• Exercise prompt
Retype each line of the listing below, from the first through the one holding "use std::collections::VecDeque;", with no other lines.
--------------------------------------------------
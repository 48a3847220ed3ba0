//
// Copyright 2017-2026 Hans W. Uhlig. All Rights Reserved.
//
// Licensed under the Apache License, Version 2.0 (the "License");
// you may not use this file except in compliance with the License.
// You may obtain a copy of the License at
//
//      http://www.apache.org/licenses/LICENSE-2.0
//
// Unless required by applicable law or agreed to in writing, software
// distributed under the License is distributed on an "AS IS" BASIS,
// WITHOUT WARRANTIES OR CONDITIONS OF ANY KIND, either express or implied.
// See the License for the specific language governing permissions and
// limitations under the License.
//

//! Broadcast dispatcher
//!
//! The dispatcher turns one [`Message`] into writes to a set of registered
//! clients chosen by a [`DeliveryPolicy`]:
//! - The message is framed once per dispatch and the same bytes are
//!   written to every recipient concurrently.
//! - Delivery is best effort. Every recipient whose write fails or times
//!   out is evicted once the fan-out has finished.
//! - Eviction notifies the remaining peers, which can fail in turn. Those
//!   follow-up evictions are worked off in a queue, never recursively.

use crate::{Client, ClientId, ConnectionRegistry, Result, ServerMetrics, SessionLifecycle};
use broadsock_codec::{FrameCodec, Message, protocol};
use bytes::Bytes;
use std::collections::VecDeque;
use std::sync::Arc;
use std::time::Duration;
use tracing::{debug, info, warn};

/// Which registered clients receive a dispatch
#[derive(Debug, Clone, Copy)]
pub enum DeliveryPolicy<'a> {
    /// Everyone except the given id
    AllExcept(ClientId),
    /// Everyone
    All,
    /// Only the given client record, if it is still registered
    Origin(&'a Client),
    /// Only the client with the given id, if any
    To(ClientId),
}

impl DeliveryPolicy<'_> {
    fn admits(&self, client: &Arc<Client>) -> bool {
        match self {
            DeliveryPolicy::AllExcept(id) => client.id() != *id,
            DeliveryPolicy::All => true,
            DeliveryPolicy::Origin(origin) => std::ptr::eq(Arc::as_ptr(client), *origin),
            DeliveryPolicy::To(id) => client.id() == *id,
        }
    }
}

/// Result of a dispatch
#[derive(Debug, Clone, Default)]
pub struct BroadcastResult {
    /// Number of recipients attempted
    pub total: usize,
    /// Number of successful writes
    pub succeeded: usize,
    /// Number of failed writes
    pub failed: usize,
    /// Recipients whose write failed, with the error message
    pub errors: Vec<(ClientId, String)>,
}

impl BroadcastResult {
    /// Check if every write succeeded
    pub fn all_succeeded(&self) -> bool {
        self.failed == 0
    }

    /// Get the success rate as a percentage
    pub fn success_rate(&self) -> f64 {
        if self.total == 0 {
            100.0
        } else {
            (self.succeeded as f64 / self.total as f64) * 100.0
        }
    }

    /// Ids of the recipients whose write failed
    pub fn failed_ids(&self) -> impl Iterator<Item = ClientId> + '_ {
        self.errors.iter().map(|(id, _)| *id)
    }
}

/// Writes messages to registered clients and evicts the ones that fail
pub struct Dispatcher {
    registry: Arc<ConnectionRegistry>,
    metrics: Arc<ServerMetrics>,
    lifecycle: Arc<dyn SessionLifecycle>,
    codec: FrameCodec,
    write_timeout: Duration,
}

impl Dispatcher {
    /// Create a dispatcher over a registry
    pub fn new(
        registry: Arc<ConnectionRegistry>,
        metrics: Arc<ServerMetrics>,
        lifecycle: Arc<dyn SessionLifecycle>,
        max_message_size: usize,
        write_timeout: Duration,
    ) -> Self {
        Self {
            registry,
            metrics,
            lifecycle,
            codec: FrameCodec::with_max_message_size(max_message_size),
            write_timeout,
        }
    }

    /// The registry this dispatcher writes to
    pub fn registry(&self) -> &Arc<ConnectionRegistry> {
        &self.registry
    }

    /// The session lifecycle notified on eviction
    pub fn lifecycle(&self) -> &Arc<dyn SessionLifecycle> {
        &self.lifecycle
    }

    /// Largest payload this dispatcher frames
    pub fn max_message_size(&self) -> usize {
        self.codec.max_message_size()
    }

    /// Write one message to one client
    ///
    /// The client is not evicted on failure; that is left to the caller.
    pub async fn send_to(&self, client: &Client, message: &Message) -> Result<()> {
        let frame = self.codec.encode_frame(message)?;
        let result = client.write_frame(&frame, self.write_timeout).await;
        match result {
            Ok(()) => self.metrics.message_sent(frame.len()),
            Err(_) => self.metrics.send_failed(),
        }
        result
    }

    /// Send to everyone except `excluded`
    pub async fn broadcast_except(
        &self,
        message: &Message,
        excluded: ClientId,
    ) -> Result<BroadcastResult> {
        self.dispatch(message, DeliveryPolicy::AllExcept(excluded))
            .await
    }

    /// Send to everyone
    pub async fn broadcast_all(&self, message: &Message) -> Result<BroadcastResult> {
        self.dispatch(message, DeliveryPolicy::All).await
    }

    /// Send only to the client a message came from
    pub async fn reply_to_origin(
        &self,
        message: &Message,
        origin: &Client,
    ) -> Result<BroadcastResult> {
        self.dispatch(message, DeliveryPolicy::Origin(origin)).await
    }

    /// Send to one id; a stale id is a no-op
    pub async fn send_to_id(&self, message: &Message, target: ClientId) -> Result<BroadcastResult> {
        self.dispatch(message, DeliveryPolicy::To(target)).await
    }

    /// Frame `message` once and write it to every client the policy admits
    ///
    /// Fails only if the message cannot be framed. Recipients that could
    /// not be written to are evicted before this returns.
    pub async fn dispatch(
        &self,
        message: &Message,
        policy: DeliveryPolicy<'_>,
    ) -> Result<BroadcastResult> {
        let frame = self.codec.encode_frame(message)?;
        let recipients = self.recipients(&policy);
        let result = self.fan_out(&frame, &recipients).await;

        if !result.all_succeeded() {
            debug!(
                total = result.total,
                failed = result.failed,
                "Dispatch had failed recipients"
            );
            self.evict_all(result.failed_ids().collect()).await;
        }
        Ok(result)
    }

    /// Remove a client, close it and tell the others it left
    ///
    /// Returns `false` if the client was already gone.
    pub async fn evict(&self, id: ClientId) -> bool {
        self.evict_all(VecDeque::from([id])).await > 0
    }

    async fn evict_all(&self, mut pending: VecDeque<ClientId>) -> usize {
        let mut evicted = 0;
        while let Some(id) = pending.pop_front() {
            let Some(client) = self.registry.remove_by_id(id) else {
                continue;
            };
            evicted += 1;

            client.close().await;
            self.metrics
                .client_disconnected(client.connected_at().elapsed());
            info!(
                client_id = %id,
                peer_addr = %client.peer_addr(),
                "Client disconnected"
            );

            match protocol::disconnect(id.as_u64(), self.codec.max_message_size())
                .and_then(|notice| self.codec.encode_frame(&notice))
            {
                Ok(frame) => {
                    let remaining = self.registry.clients();
                    let result = self.fan_out(&frame, &remaining).await;
                    pending.extend(result.failed_ids());
                }
                Err(error) => warn!(client_id = %id, %error, "Failed to build disconnect notice"),
            }

            if self.registry.is_empty() {
                self.lifecycle.on_session_empty().await;
            }
        }
        evicted
    }

    fn recipients(&self, policy: &DeliveryPolicy<'_>) -> Vec<Arc<Client>> {
        match policy {
            DeliveryPolicy::To(id) => self.registry.get(*id).into_iter().collect(),
            DeliveryPolicy::Origin(origin) => self
                .registry
                .get(origin.id())
                .filter(|client| policy.admits(client))
                .into_iter()
                .collect(),
            _ => {
                let mut recipients = Vec::with_capacity(self.registry.count());
                self.registry.for_each(|client| {
                    if policy.admits(client) {
                        recipients.push(client.clone());
                    }
                });
                recipients
            }
        }
    }

    async fn fan_out(&self, frame: &Bytes, recipients: &[Arc<Client>]) -> BroadcastResult {
        let mut result = BroadcastResult {
            total: recipients.len(),
            ..Default::default()
        };

        let sends = recipients.iter().map(|client| async move {
            (client.id(), client.write_frame(frame, self.write_timeout).await)
        });

        for (id, outcome) in futures_util::future::join_all(sends).await {
            match outcome {
                Ok(()) => {
                    result.succeeded += 1;
                    self.metrics.message_sent(frame.len());
                }
                Err(e) => {
                    result.failed += 1;
                    result.errors.push((id, e.to_string()));
                    self.metrics.send_failed();
                }
            }
        }

        result
    }
}

impl std::fmt::Debug for Dispatcher {
    fn fmt(&self, f: &mut std::fmt::Formatter<'_>) -> std::fmt::Result {
        f.debug_struct("Dispatcher")
            .field("registry", &self.registry)
            .field("max_message_size", &self.codec.max_message_size())
            .field("write_timeout", &self.write_timeout)
            .finish()
    }
}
--------------------------------------------------
• Output for this exercise
repository 48a3847220ed3ba0
//
// Copyright 2017-2026 Hans W. Uhlig. All Rights Reserved.
//
// Licensed under the Apache License, Version 2.0 (the "License");
// you may not use this file except in compliance with the License.
// You may obtain a copy of the License at
//
//      http://www.apache.org/licenses/LICENSE-2.0
//
// Unless required by applicable law or agreed to in writing, software
// distributed under the License is distributed on an "AS IS" BASIS,
// WITHOUT WARRANTIES OR CONDITIONS OF ANY KIND, either express or implied.
// See the License for the specific language governing permissions and
// limitations under the License.
//

//! Broadcast dispatcher
//!
//! The dispatcher turns one [`Message`] into writes to a set of registered
//! clients chosen by a [`DeliveryPolicy`]:
//! - The message is framed once per dispatch and the same bytes are
//!   written to every recipient concurrently.
//! - Delivery is best effort. Every recipient whose write fails or times
//!   out is evicted once the fan-out has finished.
//! - Eviction notifies the remaining peers, which can fail in turn. Those
//!   follow-up evictions are worked off in a queue, never recursively.

use crate::{Client, ClientId, ConnectionRegistry, Result, ServerMetrics, SessionLifecycle};
use broadsock_codec::{FrameCodec, Message, protocol};
use bytes::Bytes;
use std::collections::VecDeque;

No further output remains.